■ RECORD EXTRACTS
++++
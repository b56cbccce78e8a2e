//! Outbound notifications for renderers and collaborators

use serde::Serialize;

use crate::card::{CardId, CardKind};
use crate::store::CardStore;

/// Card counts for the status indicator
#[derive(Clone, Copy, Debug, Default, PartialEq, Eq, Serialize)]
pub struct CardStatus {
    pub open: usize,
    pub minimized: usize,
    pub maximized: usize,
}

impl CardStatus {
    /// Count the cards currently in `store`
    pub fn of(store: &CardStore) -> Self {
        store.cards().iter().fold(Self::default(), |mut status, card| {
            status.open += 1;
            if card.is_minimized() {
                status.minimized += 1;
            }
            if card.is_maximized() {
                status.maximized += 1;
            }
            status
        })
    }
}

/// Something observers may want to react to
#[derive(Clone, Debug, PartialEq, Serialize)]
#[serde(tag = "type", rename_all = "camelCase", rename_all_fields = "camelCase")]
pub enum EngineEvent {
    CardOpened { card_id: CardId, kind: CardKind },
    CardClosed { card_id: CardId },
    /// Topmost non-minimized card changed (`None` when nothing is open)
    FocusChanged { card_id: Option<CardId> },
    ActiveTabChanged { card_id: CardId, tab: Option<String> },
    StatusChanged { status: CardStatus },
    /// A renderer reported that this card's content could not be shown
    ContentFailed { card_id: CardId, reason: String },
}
++++
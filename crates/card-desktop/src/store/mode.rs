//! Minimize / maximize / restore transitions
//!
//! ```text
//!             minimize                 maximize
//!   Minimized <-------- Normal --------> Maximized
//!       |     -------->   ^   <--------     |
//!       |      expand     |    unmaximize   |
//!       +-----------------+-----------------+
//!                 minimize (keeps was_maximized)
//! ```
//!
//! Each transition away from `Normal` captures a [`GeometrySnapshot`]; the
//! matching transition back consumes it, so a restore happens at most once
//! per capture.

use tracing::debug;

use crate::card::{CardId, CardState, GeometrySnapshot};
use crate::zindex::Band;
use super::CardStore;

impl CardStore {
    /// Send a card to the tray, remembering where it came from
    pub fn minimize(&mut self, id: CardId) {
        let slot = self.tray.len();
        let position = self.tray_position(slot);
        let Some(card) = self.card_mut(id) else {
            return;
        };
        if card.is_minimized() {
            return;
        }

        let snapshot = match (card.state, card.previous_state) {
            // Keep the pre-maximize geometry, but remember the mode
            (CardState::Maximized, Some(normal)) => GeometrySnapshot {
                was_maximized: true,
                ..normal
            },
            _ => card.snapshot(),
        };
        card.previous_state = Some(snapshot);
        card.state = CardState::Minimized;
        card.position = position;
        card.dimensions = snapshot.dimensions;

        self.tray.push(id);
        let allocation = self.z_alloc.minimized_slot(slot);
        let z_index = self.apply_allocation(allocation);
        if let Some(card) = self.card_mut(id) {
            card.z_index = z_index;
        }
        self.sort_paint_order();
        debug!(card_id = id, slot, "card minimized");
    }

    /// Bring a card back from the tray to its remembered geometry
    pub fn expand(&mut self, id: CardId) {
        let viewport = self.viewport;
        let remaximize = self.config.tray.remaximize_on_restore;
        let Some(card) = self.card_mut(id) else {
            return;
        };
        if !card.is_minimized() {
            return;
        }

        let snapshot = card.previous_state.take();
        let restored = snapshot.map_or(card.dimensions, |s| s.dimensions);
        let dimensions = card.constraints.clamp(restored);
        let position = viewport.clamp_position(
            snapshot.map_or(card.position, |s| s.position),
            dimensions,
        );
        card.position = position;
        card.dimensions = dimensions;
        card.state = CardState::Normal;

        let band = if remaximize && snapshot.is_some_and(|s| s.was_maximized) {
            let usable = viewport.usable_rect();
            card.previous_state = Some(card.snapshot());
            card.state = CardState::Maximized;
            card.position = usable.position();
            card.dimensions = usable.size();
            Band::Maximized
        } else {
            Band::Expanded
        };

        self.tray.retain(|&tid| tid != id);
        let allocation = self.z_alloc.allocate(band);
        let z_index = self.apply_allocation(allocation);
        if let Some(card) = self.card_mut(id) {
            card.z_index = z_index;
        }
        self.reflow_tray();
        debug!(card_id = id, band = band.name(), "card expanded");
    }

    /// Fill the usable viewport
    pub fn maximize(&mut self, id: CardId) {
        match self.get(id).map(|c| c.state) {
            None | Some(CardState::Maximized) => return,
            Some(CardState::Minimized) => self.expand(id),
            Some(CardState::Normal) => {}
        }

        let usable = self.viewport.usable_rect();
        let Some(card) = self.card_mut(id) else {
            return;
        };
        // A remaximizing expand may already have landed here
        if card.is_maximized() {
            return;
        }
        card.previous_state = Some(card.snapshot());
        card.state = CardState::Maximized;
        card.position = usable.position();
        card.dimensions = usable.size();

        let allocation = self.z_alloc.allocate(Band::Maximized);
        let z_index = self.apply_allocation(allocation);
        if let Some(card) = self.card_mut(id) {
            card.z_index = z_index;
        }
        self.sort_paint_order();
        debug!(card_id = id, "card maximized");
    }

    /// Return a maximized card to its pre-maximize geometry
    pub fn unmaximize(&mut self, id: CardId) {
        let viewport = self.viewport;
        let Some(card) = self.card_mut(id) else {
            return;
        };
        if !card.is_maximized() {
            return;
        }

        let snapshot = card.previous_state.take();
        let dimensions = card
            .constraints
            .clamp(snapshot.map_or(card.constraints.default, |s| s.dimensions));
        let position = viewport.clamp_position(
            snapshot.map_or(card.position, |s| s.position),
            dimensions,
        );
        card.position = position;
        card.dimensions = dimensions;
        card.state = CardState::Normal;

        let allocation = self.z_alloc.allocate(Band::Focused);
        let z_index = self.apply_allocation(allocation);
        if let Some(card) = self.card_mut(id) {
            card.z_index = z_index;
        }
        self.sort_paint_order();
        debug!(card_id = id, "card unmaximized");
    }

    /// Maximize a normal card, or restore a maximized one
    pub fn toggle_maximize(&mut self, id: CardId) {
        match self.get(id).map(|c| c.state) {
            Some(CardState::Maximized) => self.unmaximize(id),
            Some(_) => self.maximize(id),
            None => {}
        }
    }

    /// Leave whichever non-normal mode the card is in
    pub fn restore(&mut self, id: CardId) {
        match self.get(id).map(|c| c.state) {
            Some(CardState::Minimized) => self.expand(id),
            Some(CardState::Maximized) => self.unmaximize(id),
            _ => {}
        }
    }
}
++++
■ EXERCISE REQUIREMENTS
Search the records for the word "Option", then list every line that has it.

■ ANSWER TO THE PROBLEM
    FocusChanged { card_id: Option<CardId> },
    ActiveTabChanged { card_id: CardId, tab: Option<String> },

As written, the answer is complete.